## [DIRECTIONS FOR THIS TASK]
Among the entries below, find all lines that include "return" and copy them.

Stored items:
----------------------------------------
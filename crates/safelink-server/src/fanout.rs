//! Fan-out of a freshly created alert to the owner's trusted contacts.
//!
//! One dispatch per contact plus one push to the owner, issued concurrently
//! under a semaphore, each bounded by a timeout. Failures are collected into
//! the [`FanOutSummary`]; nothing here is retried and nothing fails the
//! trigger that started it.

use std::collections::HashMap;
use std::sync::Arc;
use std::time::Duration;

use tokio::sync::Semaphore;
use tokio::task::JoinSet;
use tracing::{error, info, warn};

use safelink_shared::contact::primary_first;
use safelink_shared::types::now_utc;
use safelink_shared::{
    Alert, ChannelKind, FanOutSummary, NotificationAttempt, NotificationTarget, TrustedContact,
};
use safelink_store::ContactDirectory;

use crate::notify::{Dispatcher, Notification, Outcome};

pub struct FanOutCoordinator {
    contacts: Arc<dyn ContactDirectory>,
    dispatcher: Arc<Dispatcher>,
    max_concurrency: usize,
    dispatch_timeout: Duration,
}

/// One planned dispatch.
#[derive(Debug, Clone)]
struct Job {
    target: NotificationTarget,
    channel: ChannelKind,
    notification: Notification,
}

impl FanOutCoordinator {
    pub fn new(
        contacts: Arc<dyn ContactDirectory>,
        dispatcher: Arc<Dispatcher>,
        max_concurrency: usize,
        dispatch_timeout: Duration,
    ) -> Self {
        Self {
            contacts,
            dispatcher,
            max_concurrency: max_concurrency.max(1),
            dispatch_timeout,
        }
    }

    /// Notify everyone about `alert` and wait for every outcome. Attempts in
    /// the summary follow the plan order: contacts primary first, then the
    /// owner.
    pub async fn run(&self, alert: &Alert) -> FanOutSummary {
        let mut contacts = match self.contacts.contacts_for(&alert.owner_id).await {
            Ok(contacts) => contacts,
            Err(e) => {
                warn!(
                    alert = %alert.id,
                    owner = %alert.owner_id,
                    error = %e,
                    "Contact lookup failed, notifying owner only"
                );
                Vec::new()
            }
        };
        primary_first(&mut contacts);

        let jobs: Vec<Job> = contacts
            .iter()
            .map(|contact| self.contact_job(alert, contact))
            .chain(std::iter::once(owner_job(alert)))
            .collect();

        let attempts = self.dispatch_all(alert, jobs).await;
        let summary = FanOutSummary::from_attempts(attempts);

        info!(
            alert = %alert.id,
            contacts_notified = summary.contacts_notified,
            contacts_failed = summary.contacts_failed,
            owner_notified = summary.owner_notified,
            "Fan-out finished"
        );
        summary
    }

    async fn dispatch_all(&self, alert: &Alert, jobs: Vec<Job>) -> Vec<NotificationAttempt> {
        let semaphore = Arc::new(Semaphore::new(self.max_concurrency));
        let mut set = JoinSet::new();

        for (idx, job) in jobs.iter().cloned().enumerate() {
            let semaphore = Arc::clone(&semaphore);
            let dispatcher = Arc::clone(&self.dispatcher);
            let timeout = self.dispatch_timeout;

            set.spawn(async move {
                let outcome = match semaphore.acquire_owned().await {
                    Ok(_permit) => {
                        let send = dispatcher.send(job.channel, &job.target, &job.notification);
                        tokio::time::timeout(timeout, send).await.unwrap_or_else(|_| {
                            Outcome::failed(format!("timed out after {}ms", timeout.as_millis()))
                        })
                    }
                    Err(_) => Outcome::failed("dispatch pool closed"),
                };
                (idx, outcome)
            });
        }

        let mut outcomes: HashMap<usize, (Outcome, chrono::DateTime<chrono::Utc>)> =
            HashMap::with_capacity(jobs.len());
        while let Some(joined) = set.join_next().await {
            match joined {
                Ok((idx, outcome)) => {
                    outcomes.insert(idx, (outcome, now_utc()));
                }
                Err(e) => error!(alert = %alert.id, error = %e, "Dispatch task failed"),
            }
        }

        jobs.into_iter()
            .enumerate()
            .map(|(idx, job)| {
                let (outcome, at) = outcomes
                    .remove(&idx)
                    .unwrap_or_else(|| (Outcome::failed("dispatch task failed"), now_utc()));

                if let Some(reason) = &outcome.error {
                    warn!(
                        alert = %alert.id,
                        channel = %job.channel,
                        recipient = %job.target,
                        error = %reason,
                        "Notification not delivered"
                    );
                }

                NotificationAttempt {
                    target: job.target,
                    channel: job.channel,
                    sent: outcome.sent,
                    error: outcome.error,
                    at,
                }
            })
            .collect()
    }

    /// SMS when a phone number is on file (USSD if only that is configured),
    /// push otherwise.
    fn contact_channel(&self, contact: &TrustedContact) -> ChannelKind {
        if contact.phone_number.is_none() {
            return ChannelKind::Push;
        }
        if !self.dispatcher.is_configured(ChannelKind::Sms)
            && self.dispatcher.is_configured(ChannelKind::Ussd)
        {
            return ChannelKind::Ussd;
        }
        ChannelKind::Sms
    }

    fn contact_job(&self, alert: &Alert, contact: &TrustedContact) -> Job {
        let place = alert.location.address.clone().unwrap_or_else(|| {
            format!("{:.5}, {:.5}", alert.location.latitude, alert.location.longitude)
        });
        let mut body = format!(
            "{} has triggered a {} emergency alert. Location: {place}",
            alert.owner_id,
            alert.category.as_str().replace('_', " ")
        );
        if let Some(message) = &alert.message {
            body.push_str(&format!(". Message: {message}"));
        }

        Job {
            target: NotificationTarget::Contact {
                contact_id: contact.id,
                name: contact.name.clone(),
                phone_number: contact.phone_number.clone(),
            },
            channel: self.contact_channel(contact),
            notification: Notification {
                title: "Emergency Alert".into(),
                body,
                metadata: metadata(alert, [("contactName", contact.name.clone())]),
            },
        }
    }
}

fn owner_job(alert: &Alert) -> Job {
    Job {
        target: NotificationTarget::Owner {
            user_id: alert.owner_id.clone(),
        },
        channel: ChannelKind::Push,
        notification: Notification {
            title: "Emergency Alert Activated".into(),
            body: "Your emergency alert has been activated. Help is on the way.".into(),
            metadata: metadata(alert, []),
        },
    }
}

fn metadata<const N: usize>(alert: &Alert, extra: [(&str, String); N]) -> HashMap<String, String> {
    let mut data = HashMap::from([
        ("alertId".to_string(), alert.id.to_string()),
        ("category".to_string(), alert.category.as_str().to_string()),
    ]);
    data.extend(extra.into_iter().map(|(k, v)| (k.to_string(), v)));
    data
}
----------------------------------------
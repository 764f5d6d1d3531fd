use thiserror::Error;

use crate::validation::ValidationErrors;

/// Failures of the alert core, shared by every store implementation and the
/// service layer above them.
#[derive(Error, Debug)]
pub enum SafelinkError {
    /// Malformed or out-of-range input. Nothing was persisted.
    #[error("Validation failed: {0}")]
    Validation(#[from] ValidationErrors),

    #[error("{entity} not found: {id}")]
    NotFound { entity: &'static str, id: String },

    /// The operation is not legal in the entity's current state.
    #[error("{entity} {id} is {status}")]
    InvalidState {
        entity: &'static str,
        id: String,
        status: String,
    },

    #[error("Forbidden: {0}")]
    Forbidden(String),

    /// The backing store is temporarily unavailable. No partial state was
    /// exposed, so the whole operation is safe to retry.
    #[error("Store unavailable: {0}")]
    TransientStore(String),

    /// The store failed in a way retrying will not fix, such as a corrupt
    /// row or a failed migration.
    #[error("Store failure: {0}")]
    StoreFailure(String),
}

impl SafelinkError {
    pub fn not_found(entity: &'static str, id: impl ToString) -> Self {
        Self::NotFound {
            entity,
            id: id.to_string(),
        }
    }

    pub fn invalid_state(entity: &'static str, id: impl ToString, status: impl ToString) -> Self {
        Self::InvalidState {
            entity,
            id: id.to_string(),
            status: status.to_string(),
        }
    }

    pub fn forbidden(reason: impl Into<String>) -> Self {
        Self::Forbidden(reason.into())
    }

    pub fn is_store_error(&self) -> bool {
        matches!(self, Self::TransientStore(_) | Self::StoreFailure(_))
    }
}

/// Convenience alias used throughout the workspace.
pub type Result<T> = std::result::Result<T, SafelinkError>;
----------------------------------------
## [RESPONSE]
            return ChannelKind::Push;
            return ChannelKind::Ussd;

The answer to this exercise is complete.